§ **Goal of the exercise**
For every line of the records below that holds "AssertUnwindSafe", add one. Give only the final total.

§ **The data**
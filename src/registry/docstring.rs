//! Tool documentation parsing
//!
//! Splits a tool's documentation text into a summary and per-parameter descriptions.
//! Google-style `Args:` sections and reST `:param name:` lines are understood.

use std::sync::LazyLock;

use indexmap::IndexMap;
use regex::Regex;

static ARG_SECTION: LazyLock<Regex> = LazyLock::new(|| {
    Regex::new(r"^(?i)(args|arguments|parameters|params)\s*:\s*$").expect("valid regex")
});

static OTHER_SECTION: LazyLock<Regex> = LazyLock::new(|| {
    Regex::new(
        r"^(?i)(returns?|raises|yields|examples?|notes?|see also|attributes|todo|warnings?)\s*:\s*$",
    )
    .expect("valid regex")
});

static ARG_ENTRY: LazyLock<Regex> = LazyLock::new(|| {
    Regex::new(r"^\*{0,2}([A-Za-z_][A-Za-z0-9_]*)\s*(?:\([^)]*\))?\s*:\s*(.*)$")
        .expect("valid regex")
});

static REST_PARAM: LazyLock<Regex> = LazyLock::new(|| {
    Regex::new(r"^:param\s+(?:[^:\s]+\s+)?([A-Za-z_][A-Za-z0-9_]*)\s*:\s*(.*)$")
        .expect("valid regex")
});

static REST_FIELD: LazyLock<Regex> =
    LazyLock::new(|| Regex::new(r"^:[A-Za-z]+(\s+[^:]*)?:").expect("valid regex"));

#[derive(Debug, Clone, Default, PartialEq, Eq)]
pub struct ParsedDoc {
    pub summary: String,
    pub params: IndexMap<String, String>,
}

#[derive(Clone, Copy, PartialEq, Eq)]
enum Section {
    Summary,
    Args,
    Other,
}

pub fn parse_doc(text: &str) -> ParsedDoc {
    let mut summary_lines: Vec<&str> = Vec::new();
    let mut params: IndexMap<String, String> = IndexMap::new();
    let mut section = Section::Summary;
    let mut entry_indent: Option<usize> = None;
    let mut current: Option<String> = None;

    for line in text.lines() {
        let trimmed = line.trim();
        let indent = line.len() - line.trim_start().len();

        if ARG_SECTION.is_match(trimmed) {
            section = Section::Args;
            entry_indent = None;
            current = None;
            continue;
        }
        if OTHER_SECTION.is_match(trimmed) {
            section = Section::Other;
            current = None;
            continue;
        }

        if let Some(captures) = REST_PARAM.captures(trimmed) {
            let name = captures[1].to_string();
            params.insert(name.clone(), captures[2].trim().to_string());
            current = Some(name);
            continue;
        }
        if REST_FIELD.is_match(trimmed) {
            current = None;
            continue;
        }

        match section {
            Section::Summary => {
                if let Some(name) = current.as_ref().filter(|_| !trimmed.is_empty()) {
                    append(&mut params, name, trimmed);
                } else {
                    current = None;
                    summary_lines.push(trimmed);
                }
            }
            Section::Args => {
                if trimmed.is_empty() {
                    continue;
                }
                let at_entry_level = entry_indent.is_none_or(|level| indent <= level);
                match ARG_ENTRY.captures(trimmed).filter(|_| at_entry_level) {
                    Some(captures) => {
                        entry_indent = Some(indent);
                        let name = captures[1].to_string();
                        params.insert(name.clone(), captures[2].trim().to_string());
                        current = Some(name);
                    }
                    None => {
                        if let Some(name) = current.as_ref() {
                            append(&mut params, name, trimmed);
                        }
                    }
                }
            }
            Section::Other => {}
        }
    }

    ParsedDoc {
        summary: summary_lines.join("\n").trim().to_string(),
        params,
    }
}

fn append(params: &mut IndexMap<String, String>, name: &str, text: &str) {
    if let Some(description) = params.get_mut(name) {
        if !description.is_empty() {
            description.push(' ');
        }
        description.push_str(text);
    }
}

==

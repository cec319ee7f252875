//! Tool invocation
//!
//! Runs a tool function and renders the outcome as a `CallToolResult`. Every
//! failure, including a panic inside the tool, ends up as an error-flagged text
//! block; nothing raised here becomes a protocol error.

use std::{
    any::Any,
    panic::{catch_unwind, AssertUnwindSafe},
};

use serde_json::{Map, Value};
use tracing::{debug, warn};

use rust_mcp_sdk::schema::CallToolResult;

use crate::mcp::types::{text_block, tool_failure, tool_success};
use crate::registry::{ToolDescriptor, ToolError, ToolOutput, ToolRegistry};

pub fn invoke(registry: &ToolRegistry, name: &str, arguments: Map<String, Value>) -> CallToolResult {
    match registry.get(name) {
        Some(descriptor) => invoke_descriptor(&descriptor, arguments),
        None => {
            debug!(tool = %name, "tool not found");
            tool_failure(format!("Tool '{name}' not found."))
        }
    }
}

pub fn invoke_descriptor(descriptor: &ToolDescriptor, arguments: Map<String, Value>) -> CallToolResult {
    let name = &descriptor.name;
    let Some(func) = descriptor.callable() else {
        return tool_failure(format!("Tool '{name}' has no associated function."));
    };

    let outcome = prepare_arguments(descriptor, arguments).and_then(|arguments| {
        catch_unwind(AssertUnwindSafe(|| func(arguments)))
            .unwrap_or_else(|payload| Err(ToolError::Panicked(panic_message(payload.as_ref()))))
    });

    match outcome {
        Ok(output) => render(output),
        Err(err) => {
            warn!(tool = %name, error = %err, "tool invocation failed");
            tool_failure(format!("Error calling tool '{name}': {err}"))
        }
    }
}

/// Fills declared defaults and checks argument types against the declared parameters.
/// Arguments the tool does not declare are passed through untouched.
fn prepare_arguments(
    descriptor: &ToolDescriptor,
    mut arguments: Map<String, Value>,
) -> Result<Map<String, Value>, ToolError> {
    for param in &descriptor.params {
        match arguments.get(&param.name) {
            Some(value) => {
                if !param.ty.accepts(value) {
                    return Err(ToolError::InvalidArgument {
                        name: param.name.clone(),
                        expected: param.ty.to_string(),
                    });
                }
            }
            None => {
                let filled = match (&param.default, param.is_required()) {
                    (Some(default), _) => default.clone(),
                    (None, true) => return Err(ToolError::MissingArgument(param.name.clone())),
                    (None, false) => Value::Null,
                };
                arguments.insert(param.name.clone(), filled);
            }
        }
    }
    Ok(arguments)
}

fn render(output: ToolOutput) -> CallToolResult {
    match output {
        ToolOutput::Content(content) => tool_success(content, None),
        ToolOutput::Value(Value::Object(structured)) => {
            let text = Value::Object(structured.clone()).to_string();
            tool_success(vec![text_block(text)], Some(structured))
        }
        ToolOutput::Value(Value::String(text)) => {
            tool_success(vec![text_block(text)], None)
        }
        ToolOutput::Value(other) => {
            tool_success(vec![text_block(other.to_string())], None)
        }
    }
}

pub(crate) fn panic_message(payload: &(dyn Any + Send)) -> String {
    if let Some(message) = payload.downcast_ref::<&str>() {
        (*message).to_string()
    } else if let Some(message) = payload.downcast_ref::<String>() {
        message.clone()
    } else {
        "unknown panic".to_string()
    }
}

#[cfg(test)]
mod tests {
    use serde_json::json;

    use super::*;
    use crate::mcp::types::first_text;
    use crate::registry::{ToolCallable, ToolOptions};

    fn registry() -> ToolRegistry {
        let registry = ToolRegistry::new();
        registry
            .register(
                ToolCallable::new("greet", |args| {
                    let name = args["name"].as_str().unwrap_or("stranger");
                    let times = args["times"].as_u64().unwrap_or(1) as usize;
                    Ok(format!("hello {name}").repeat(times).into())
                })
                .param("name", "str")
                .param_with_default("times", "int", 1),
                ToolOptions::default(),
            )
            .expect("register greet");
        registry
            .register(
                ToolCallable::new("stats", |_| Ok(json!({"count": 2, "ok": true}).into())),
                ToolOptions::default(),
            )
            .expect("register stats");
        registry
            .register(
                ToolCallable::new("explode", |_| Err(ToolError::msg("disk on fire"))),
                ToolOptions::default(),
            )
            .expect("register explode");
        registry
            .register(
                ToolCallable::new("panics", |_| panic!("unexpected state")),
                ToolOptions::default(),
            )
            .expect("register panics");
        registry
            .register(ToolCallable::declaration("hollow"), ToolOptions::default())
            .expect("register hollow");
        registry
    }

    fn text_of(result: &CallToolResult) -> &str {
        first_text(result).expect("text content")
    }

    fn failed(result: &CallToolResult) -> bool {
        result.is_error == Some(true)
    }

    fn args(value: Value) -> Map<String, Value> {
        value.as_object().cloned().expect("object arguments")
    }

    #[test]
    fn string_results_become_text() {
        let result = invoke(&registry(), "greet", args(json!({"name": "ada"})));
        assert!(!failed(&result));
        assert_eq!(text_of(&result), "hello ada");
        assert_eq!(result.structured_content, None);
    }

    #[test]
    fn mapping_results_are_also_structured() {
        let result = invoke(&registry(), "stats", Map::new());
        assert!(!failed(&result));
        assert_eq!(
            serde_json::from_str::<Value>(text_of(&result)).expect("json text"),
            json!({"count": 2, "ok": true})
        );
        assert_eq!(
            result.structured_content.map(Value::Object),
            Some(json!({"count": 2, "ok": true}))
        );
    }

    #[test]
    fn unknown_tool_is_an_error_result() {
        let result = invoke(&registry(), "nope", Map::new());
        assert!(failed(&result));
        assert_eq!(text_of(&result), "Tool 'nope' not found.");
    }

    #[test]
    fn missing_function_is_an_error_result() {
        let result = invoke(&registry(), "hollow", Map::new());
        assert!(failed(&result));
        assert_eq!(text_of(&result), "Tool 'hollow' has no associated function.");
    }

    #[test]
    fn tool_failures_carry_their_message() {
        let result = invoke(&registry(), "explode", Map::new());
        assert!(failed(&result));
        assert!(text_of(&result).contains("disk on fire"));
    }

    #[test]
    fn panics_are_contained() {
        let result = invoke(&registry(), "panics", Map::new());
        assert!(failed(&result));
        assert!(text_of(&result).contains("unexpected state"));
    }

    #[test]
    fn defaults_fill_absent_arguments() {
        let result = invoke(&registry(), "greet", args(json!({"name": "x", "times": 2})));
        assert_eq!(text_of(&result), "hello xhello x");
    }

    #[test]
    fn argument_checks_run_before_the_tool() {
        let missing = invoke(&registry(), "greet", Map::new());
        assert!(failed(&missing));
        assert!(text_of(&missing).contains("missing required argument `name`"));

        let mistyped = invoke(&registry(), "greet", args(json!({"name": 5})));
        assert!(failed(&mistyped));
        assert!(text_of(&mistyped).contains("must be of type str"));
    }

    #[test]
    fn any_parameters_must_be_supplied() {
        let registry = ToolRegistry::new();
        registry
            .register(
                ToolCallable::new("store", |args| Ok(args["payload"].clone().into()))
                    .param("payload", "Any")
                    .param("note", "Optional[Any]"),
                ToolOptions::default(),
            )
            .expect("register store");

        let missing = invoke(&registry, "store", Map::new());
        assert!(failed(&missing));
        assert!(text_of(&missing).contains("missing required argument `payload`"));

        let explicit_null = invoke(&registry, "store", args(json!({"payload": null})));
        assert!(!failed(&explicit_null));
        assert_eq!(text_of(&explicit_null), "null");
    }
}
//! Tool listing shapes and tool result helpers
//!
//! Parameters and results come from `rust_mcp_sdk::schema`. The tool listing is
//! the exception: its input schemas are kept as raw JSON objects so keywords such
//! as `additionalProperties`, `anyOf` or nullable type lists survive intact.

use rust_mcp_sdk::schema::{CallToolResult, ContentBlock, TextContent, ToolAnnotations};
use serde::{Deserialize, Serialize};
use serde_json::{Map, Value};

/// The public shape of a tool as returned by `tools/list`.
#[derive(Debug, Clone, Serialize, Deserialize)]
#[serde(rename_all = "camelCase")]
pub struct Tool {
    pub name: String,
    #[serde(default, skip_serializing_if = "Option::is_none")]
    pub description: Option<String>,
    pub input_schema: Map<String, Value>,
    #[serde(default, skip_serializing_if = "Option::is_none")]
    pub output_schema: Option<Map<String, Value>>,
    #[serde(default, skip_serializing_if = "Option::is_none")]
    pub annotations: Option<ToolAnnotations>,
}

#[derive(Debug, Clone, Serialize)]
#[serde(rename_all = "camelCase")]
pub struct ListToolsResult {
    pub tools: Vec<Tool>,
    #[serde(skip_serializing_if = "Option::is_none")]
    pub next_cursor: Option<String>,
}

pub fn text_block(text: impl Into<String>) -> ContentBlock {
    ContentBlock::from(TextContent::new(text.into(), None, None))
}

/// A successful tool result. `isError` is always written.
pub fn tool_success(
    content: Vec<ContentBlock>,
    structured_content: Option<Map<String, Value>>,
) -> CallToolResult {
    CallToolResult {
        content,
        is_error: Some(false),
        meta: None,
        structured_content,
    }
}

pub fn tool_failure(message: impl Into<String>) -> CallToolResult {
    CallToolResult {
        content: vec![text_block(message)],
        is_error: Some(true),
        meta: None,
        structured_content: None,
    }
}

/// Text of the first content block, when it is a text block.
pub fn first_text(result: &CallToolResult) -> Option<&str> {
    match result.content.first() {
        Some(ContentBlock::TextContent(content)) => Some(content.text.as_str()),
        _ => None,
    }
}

§ **Answer for the task**
2